◆ What is expected
Print the lines of the data, starting with the first, up to and including the line where "then bare label." appears.

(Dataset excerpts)
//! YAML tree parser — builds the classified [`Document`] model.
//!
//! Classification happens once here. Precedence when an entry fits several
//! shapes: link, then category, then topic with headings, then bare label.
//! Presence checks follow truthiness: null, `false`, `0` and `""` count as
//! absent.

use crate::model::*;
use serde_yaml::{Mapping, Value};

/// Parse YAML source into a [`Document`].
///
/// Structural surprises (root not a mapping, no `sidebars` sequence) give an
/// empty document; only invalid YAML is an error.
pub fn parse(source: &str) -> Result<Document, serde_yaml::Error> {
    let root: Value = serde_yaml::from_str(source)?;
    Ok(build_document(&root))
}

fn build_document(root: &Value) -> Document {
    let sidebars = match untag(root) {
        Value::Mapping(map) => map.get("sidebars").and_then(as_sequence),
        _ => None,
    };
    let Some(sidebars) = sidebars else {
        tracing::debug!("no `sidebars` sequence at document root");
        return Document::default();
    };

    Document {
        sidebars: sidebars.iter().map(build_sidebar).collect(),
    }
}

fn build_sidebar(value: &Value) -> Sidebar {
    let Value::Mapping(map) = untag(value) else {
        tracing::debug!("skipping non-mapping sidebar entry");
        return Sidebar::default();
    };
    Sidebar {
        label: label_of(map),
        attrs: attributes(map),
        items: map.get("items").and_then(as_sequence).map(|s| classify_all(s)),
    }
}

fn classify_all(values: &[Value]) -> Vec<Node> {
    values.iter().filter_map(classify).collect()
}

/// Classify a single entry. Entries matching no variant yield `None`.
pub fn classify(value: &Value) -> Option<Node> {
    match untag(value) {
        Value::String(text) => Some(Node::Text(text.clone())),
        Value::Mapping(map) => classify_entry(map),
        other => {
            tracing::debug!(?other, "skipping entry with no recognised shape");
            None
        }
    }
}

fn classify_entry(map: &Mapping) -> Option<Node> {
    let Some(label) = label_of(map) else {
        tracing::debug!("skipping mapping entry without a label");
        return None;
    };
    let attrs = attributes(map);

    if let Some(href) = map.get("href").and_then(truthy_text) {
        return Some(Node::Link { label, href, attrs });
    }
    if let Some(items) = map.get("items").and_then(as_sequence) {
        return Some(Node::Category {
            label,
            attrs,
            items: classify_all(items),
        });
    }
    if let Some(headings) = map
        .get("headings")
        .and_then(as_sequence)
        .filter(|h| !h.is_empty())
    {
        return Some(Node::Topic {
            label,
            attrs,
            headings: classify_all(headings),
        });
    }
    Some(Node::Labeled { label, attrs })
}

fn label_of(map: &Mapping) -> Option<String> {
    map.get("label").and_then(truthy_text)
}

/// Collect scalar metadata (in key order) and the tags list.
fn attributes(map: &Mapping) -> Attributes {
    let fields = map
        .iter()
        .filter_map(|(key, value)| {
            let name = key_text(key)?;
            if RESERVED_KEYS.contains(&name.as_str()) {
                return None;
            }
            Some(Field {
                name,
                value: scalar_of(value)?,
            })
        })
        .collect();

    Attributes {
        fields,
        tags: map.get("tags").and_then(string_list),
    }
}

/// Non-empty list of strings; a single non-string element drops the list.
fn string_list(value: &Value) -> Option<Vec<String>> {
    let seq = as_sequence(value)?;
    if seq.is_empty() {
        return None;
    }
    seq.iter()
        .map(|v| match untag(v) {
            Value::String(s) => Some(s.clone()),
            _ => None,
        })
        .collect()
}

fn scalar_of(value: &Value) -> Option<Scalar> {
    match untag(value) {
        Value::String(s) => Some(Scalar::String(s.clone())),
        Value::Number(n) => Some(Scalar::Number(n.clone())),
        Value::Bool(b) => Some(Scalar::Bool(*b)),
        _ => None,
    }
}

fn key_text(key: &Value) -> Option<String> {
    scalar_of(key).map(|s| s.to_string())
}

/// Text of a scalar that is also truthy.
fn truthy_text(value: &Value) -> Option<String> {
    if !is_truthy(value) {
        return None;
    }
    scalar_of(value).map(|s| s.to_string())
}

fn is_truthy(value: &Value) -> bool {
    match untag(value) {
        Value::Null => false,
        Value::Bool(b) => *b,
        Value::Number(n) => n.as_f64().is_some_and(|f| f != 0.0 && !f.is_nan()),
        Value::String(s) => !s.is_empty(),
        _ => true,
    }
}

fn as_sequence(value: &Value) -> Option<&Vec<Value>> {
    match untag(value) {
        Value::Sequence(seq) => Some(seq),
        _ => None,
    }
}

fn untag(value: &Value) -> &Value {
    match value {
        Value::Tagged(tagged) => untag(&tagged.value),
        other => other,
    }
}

◆ Task response
//! YAML tree parser — builds the classified [`Document`] model.
//!
//! Classification happens once here. Precedence when an entry fits several
//! shapes: link, then category, then topic with headings, then bare label.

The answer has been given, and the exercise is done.